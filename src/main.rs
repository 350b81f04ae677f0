use clap::Parser;
use docvault::cli::commands::{Cli, Commands};
use docvault::config::Config;
use docvault::domain::entities::vector_record::Metadata;
use docvault::domain::error::DomainError;
use docvault::SearchService;
use std::path::Path;
use tracing_subscriber::EnvFilter;

const LIST_PREVIEW_CHARS: usize = 80;

#[tokio::main]
async fn main() {
    let cli = Cli::parse();

    // Logs go to stderr; stdout carries JSON.
    tracing_subscriber::fmt()
        .with_env_filter(EnvFilter::try_from_default_env().unwrap_or_else(|_| EnvFilter::new("docvault=info")))
        .with_writer(std::io::stderr)
        .init();

    let config = match Config::from_env() {
        Ok(config) => config,
        Err(e) => {
            eprintln!("Error reading configuration: {e}");
            std::process::exit(1);
        }
    };

    let service = match SearchService::open(&config) {
        Ok(service) => service,
        Err(e) => {
            eprintln!("Error initializing docvault: {e}");
            std::process::exit(1);
        }
    };

    let result = run_command(service, cli.command).await;
    if let Err(e) = result {
        eprintln!("Error: {e}");
        std::process::exit(1);
    }
}

async fn run_command(service: SearchService, cmd: Commands) -> Result<(), Box<dyn std::error::Error>> {
    match cmd {
        Commands::Add {
            text,
            file,
            id,
            metadata,
        } => {
            let mut meta: Metadata = match metadata {
                Some(json) => serde_json::from_str(&json)
                    .map_err(|e| DomainError::InvalidInput(format!("metadata must be a JSON object: {e}")))?,
                None => Metadata::new(),
            };
            let text = match (text, file) {
                (Some(text), _) => text,
                (None, Some(path)) => {
                    meta.entry("source_filename")
                        .or_insert_with(|| file_name(&path).into());
                    let bytes = std::fs::read(&path)?;
                    String::from_utf8_lossy(&bytes).into_owned()
                }
                (None, None) => return Err("provide document text or --file".into()),
            };

            let id = service.add_document_with_id(id, text, meta).await?;
            let record = service
                .get_document(&id)?
                .ok_or_else(|| DomainError::NotFound(id.clone()))?;
            println!(
                "{}",
                serde_json::to_string_pretty(&serde_json::json!({
                    "id": record.id,
                    "embedding_status": record.embedding_status,
                    "dimension": record.dimension(),
                }))?
            );
        }
        Commands::Get { id } => {
            let record = service
                .get_document(&id)?
                .ok_or_else(|| DomainError::NotFound(id.clone()))?;
            println!("{}", serde_json::to_string_pretty(&record)?);
        }
        Commands::Delete { id } => {
            if !service.delete_document(&id)? {
                return Err(DomainError::NotFound(id).into());
            }
            println!("Deleted {id}");
        }
        Commands::List => {
            let summaries: Vec<serde_json::Value> = service
                .list_documents()?
                .into_iter()
                .map(|r| {
                    serde_json::json!({
                        "id": r.id,
                        "embedding_status": r.embedding_status,
                        "dimension": r.dimension(),
                        "text_preview": r.text_preview(LIST_PREVIEW_CHARS),
                        "metadata": r.metadata,
                    })
                })
                .collect();
            println!("{}", serde_json::to_string_pretty(&summaries)?);
        }
        Commands::Search { query, limit } => {
            let hits = service.search(&query, limit).await?;
            println!(
                "{}",
                serde_json::to_string_pretty(&serde_json::json!({
                    "query": query,
                    "results": hits,
                }))?
            );
        }
        Commands::Stats => {
            let stats = service.stats()?;
            println!("{}", serde_json::to_string_pretty(&stats)?);
        }
        Commands::Reindex => {
            let count = service.reindex().await?;
            println!("Reindexed {count} documents");
        }
    }
    Ok(())
}

fn file_name(path: &Path) -> String {
    path.file_name()
        .map(|n| n.to_string_lossy().into_owned())
        .unwrap_or_else(|| "uploaded_file".to_string())
}
use thiserror::Error;

#[derive(Debug, Error)]
pub enum DomainError {
    #[error("Dimension mismatch: store holds {expected}-dimensional vectors, got {actual}")]
    DimensionMismatch { expected: usize, actual: usize },

    #[error("Embedding unavailable: {0}")]
    EmbeddingUnavailable(String),

    #[error("Query text is empty")]
    EmptyQuery,

    #[error("Not found: {0}")]
    NotFound(String),

    #[error("Invalid input: {0}")]
    InvalidInput(String),

    #[error("Database error: {0}")]
    Database(String),

    #[error("Parse error: {0}")]
    Parse(String),

    #[error("Config error: {0}")]
    Config(String),
}

impl From<rusqlite::Error> for DomainError {
    fn from(e: rusqlite::Error) -> Self {
        DomainError::Database(e.to_string())
    }
}

impl From<serde_json::Error> for DomainError {
    fn from(e: serde_json::Error) -> Self {
        DomainError::Parse(e.to_string())
    }
}
pub mod document_store;
pub mod embedding_port;
pub mod similarity_index;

TASK TO COMPLETE
Where a line above contains the word "summaries", show that line.

TASK RESULT
            let summaries: Vec<serde_json::Value> = service
            println!("{}", serde_json::to_string_pretty(&summaries)?);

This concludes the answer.